The aim of this series of publications is to bring together published information on selected genera of trees which have the potential to increase the supply of fodder for ruminants. Each booklet summarizes published information on the fodder characteristics and nutritive value of one genus, with recommendations on management strategies, where available. Further, since the leaves of woody species frequently contain secondary compounds which may have an antinutritional, or toxic, effect, a separate booklet summarizes the effects of a number of these compounds. It is hoped that the booklets will provide useful resource material for students, research and extension workers, interested in promoting the use of trees as a source of fodder for ruminants.
Further copies of this booklet or others in the series can be obtained by writing to Publishing and Publicity Services at the Natural Resources Institute.
Margaret Gill
Livestock Production
Programme
Family FAGACEAE
Principal species Quercus alba
Q.
calliprinos
Q. coccipra
Q. falcata
Q. gambelii
Q. glauca
Q.
grisea
Q. havardii
Q. flex
Q. incana
Q. lamellosa
Q.
macrocarpa
Q. pubescens
Q. robur (syn. Q. pedunculata)
Q. rubra (syn.
Q. borealis)
Q. semecarpifolia
Q. suber
Q. velutina (syn. Q. tinctoria)
Common name Oak
The leaves and acorns of many oak species are avidly eaten by cattle, sheep, goats, horses and pigs. Oak fodder contains relatively high levels of polyphenolic compounds and is not highly digestible but it is often available at times of the year when other fodder is in short supply. Its crude protein content is reasonable and it can be a useful supplement to poor-quality grazing or to cereal straw-based diets.
Oak toxicity occurs sporadically when animals consume too high a proportion of either leaves or acorns in their diets. Symptoms of toxicity appear within a few days and death follows rapidly. The provision of alternative feed, sometimes together with supplements of calcium reduce the incidence of poisoning.
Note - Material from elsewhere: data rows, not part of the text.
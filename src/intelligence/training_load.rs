// ABOUTME: Training load calculations including TSS, CTL, ATL, and TSB for fitness tracking
// ABOUTME: Implements exponential moving averages to track chronic and acute training loads
//
// Licensed under either of Apache License, Version 2.0 or MIT License at your option.
// Copyright ©2025 Async-IO.org

use crate::errors::AppError;
use crate::intelligence::metrics::MetricsCalculator;
use crate::models::Activity;
use chrono::{DateTime, Duration, Utc};
use serde::{Deserialize, Serialize};

/// Standard CTL (Chronic Training Load) window - 42 days for long-term fitness
const CTL_WINDOW_DAYS: i64 = 42;

/// Standard ATL (Acute Training Load) window - 7 days for short-term fatigue
const ATL_WINDOW_DAYS: i64 = 7;

/// Training load metrics for an athlete
#[derive(Debug, Clone, Serialize, Deserialize)]
pub struct TrainingLoad {
    /// Chronic Training Load (42-day exponential moving average) - represents fitness
    pub ctl: f64,
    /// Acute Training Load (7-day exponential moving average) - represents fatigue
    pub atl: f64,
    /// Training Stress Balance (CTL - ATL) - represents form/freshness
    pub tsb: f64,
    /// Individual TSS values with dates for visualization
    pub tss_history: Vec<TssDataPoint>,
}

/// TSS data point with timestamp
#[derive(Debug, Clone, Serialize, Deserialize)]
pub struct TssDataPoint {
    /// Date of the training session
    pub date: DateTime<Utc>,
    /// Training Stress Score for this session
    pub tss: f64,
}

/// Calculator for training load metrics
pub struct TrainingLoadCalculator {
    ctl_window_days: i64,
    atl_window_days: i64,
}

impl Default for TrainingLoadCalculator {
    fn default() -> Self {
        Self::new()
    }
}

impl TrainingLoadCalculator {
    /// Create a new training load calculator with standard windows
    #[must_use]
    pub const fn new() -> Self {
        Self {
            ctl_window_days: CTL_WINDOW_DAYS,
            atl_window_days: ATL_WINDOW_DAYS,
        }
    }

    /// Create a training load calculator with custom window sizes
    #[must_use]
    pub const fn with_windows(ctl_days: i64, atl_days: i64) -> Self {
        Self {
            ctl_window_days: ctl_days,
            atl_window_days: atl_days,
        }
    }

    /// Calculate TSS for a single activity using existing `MetricsCalculator`
    ///
    /// Returns the TSS value or an error if calculation fails
    ///
    /// # Errors
    /// Returns `AppError` if metrics calculation fails or TSS cannot be determined
    pub fn calculate_tss(
        &self,
        activity: &Activity,
        ftp: Option<f64>,
        lthr: Option<f64>,
        max_hr: Option<f64>,
        resting_hr: Option<f64>,
        weight_kg: Option<f64>,
    ) -> Result<f64, AppError> {
        let calculator = MetricsCalculator {
            ftp,
            lthr,
            max_hr,
            resting_hr,
            weight_kg,
        };

        let metrics = calculator
            .calculate_metrics(activity)
            .map_err(|e| AppError::internal(format!("Failed to calculate metrics: {e}")))?;

        metrics
            .training_stress_score
            .ok_or_else(|| AppError::internal("Unable to calculate TSS for activity".to_owned()))
    }

    /// Calculate complete training load metrics (CTL, ATL, TSB) from activities
    ///
    /// Activities should be sorted by date (oldest first) for accurate EMA calculation
    ///
    /// # Errors
    /// Returns `AppError` if TSS calculation fails for any activity
    pub fn calculate_training_load(
        &self,
        activities: &[Activity],
        ftp: Option<f64>,
        lthr: Option<f64>,
        max_hr: Option<f64>,
        resting_hr: Option<f64>,
        weight_kg: Option<f64>,
    ) -> Result<TrainingLoad, AppError> {
        if activities.is_empty() {
            return Ok(TrainingLoad {
                ctl: 0.0,
                atl: 0.0,
                tsb: 0.0,
                tss_history: Vec::new(),
            });
        }

        // Calculate TSS for each activity
        let mut tss_data: Vec<TssDataPoint> = Vec::with_capacity(activities.len());
        for activity in activities {
            if let Ok(tss) = self.calculate_tss(activity, ftp, lthr, max_hr, resting_hr, weight_kg)
            {
                tss_data.push(TssDataPoint {
                    date: activity.start_date,
                    tss,
                });
            }
        }

        if tss_data.is_empty() {
            return Ok(TrainingLoad {
                ctl: 0.0,
                atl: 0.0,
                tsb: 0.0,
                tss_history: Vec::new(),
            });
        }

        // Calculate CTL and ATL using exponential moving average
        let ctl = Self::calculate_ema(&tss_data, self.ctl_window_days);
        let atl = Self::calculate_ema(&tss_data, self.atl_window_days);
        let tsb = ctl - atl;

        Ok(TrainingLoad {
            ctl,
            atl,
            tsb,
            tss_history: tss_data,
        })
    }

    /// Calculate CTL (Chronic Training Load) - 42-day exponential moving average
    ///
    /// # Errors
    /// Returns `AppError` if training load calculation fails
    pub fn calculate_ctl(
        &self,
        activities: &[Activity],
        ftp: Option<f64>,
        lthr: Option<f64>,
        max_hr: Option<f64>,
        resting_hr: Option<f64>,
        weight_kg: Option<f64>,
    ) -> Result<f64, AppError> {
        let training_load =
            self.calculate_training_load(activities, ftp, lthr, max_hr, resting_hr, weight_kg)?;
        Ok(training_load.ctl)
    }

    /// Calculate ATL (Acute Training Load) - 7-day exponential moving average
    ///
    /// # Errors
    /// Returns `AppError` if training load calculation fails
    pub fn calculate_atl(
        &self,
        activities: &[Activity],
        ftp: Option<f64>,
        lthr: Option<f64>,
        max_hr: Option<f64>,
        resting_hr: Option<f64>,
        weight_kg: Option<f64>,
    ) -> Result<f64, AppError> {
        let training_load =
            self.calculate_training_load(activities, ftp, lthr, max_hr, resting_hr, weight_kg)?;
        Ok(training_load.atl)
    }

    /// Calculate TSB (Training Stress Balance) = CTL - ATL
    ///
    /// Interpretation:
    /// - TSB < -10: Overreaching (high fatigue, need recovery)
    /// - TSB -10 to 0: Productive training zone
    /// - TSB 0 to +10: Fresh, ready to perform
    /// - TSB > +10: Risk of detraining
    #[must_use]
    pub const fn calculate_tsb(ctl: f64, atl: f64) -> f64 {
        ctl - atl
    }

    /// Calculate exponential moving average for TSS values
    ///
    /// EMA formula: `EMA_today` = (`TSS_today` x α) + (`EMA_yesterday` x (1 - α))
    /// where α = 2 / (N + 1) and N is the window size in days
    fn calculate_ema(tss_data: &[TssDataPoint], window_days: i64) -> f64 {
        if tss_data.is_empty() {
            return 0.0;
        }

        // Sort data by date (oldest first) - required for correct EMA calculation
        // Activity APIs typically return newest-first, so we must sort here
        let mut sorted_data: Vec<&TssDataPoint> = tss_data.iter().collect();
        sorted_data.sort_by_key(|p| p.date);

        // Calculate smoothing factor: α = 2 / (N + 1)
        #[allow(clippy::cast_precision_loss)]
        let alpha = 2.0 / (window_days as f64 + 1.0);

        // Fill in missing days with zero TSS to create continuous time series
        let first_date = sorted_data[0].date;
        let last_date = sorted_data[sorted_data.len() - 1].date;

        let days_span = (last_date - first_date).num_days();

        // Create a map of date -> TSS for quick lookup
        let mut tss_map = std::collections::HashMap::new();
        for point in tss_data {
            let date_key = point.date.date_naive();
            *tss_map.entry(date_key).or_insert(0.0) += point.tss;
        }

        // Calculate EMA day by day
        let mut ema = 0.0;
        for day_offset in 0..=days_span {
            let current_date = first_date + Duration::days(day_offset);
            let date_key = current_date.date_naive();
            let daily_tss = tss_map.get(&date_key).copied().unwrap_or(0.0);

            // Apply EMA formula
            ema = daily_tss.mul_add(alpha, ema * (1.0 - alpha));
        }

        ema
    }

    /// Interpret TSB value and provide status
    #[must_use]
    pub fn interpret_tsb(tsb: f64) -> TrainingStatus {
        if tsb < -10.0 {
            TrainingStatus::Overreaching
        } else if tsb < 0.0 {
            TrainingStatus::Productive
        } else if tsb <= 10.0 {
            TrainingStatus::Fresh
        } else {
            TrainingStatus::Detraining
        }
    }

    /// Check if athlete is at risk of overtraining
    ///
    /// Warning conditions:
    /// - ATL > CTL x 1.3: Acute load spike
    /// - ATL > 150: Very high acute load
    /// - TSB < -10: Deep fatigue
    #[must_use]
    pub fn check_overtraining_risk(training_load: &TrainingLoad) -> OvertrainingRisk {
        let mut risk_factors = Vec::new();

        // Check for acute load spike
        if training_load.ctl > 0.0 && training_load.atl > training_load.ctl * 1.3 {
            risk_factors
                .push("Acute training load spike detected (>30% above chronic load)".to_owned());
        }

        // Check for very high acute load
        if training_load.atl > 150.0 {
            risk_factors.push("Very high acute training load (>150 TSS/day)".to_owned());
        }

        // Check for deep fatigue
        if training_load.tsb < -10.0 {
            risk_factors.push("Deep fatigue detected (TSB < -10) - recovery needed".to_owned());
        }

        let risk_level = if risk_factors.len() >= 2 {
            RiskLevel::High
        } else if risk_factors.len() == 1 {
            RiskLevel::Moderate
        } else {
            RiskLevel::Low
        };

        OvertrainingRisk {
            risk_level,
            risk_factors,
        }
    }

    /// Calculate recommended recovery days based on TSB
    #[must_use]
    pub fn recommend_recovery_days(tsb: f64) -> u32 {
        // Multi-level threshold function for recovery recommendations
        const VERY_DEEP_FATIGUE: f64 = -20.0;
        const DEEP_FATIGUE: f64 = -15.0;
        const MODERATE_FATIGUE: f64 = -10.0;
        const LIGHT_FATIGUE: f64 = 0.0;

        if tsb < VERY_DEEP_FATIGUE {
            return 5;
        }
        if tsb < DEEP_FATIGUE {
            return 3;
        }
        if tsb < MODERATE_FATIGUE {
            return 2;
        }
        if tsb < LIGHT_FATIGUE {
            return 1;
        }
        0
    }
}

/// Training status based on TSB
#[derive(Debug, Clone, Copy, PartialEq, Eq, Serialize, Deserialize)]
pub enum TrainingStatus {
    /// TSB < -10: Overreaching, high fatigue
    Overreaching,
    /// TSB -10 to 0: Productive training zone
    Productive,
    /// TSB 0 to +10: Fresh, ready to perform
    Fresh,
    /// TSB > +10: Risk of detraining
    Detraining,
}

/// Risk level for overtraining
#[derive(Debug, Clone, Copy, PartialEq, Eq, Serialize, Deserialize)]
pub enum RiskLevel {
    /// Low risk of overtraining
    Low,
    /// Moderate risk - monitor closely
    Moderate,
    /// High risk - rest recommended
    High,
}

/// Overtraining risk assessment
#[derive(Debug, Clone, Serialize, Deserialize)]
pub struct OvertrainingRisk {
    /// Overall risk level
    pub risk_level: RiskLevel,
    /// Specific risk factors identified
    pub risk_factors: Vec<String>,
}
Oak trees are used for many purposes including timber for tools, construction, ship-building and joinery. The wood is used for fuel and makes good charcoal. The bark provides tannins, inks and dyes for fabrics and leather work and cork for use in bottling, linoleum products etc. Acorns are sometimes eaten by humans and the leaves are used to feed silkworms and cochineal insects. They are important multi-purpose trees in many parts of the world.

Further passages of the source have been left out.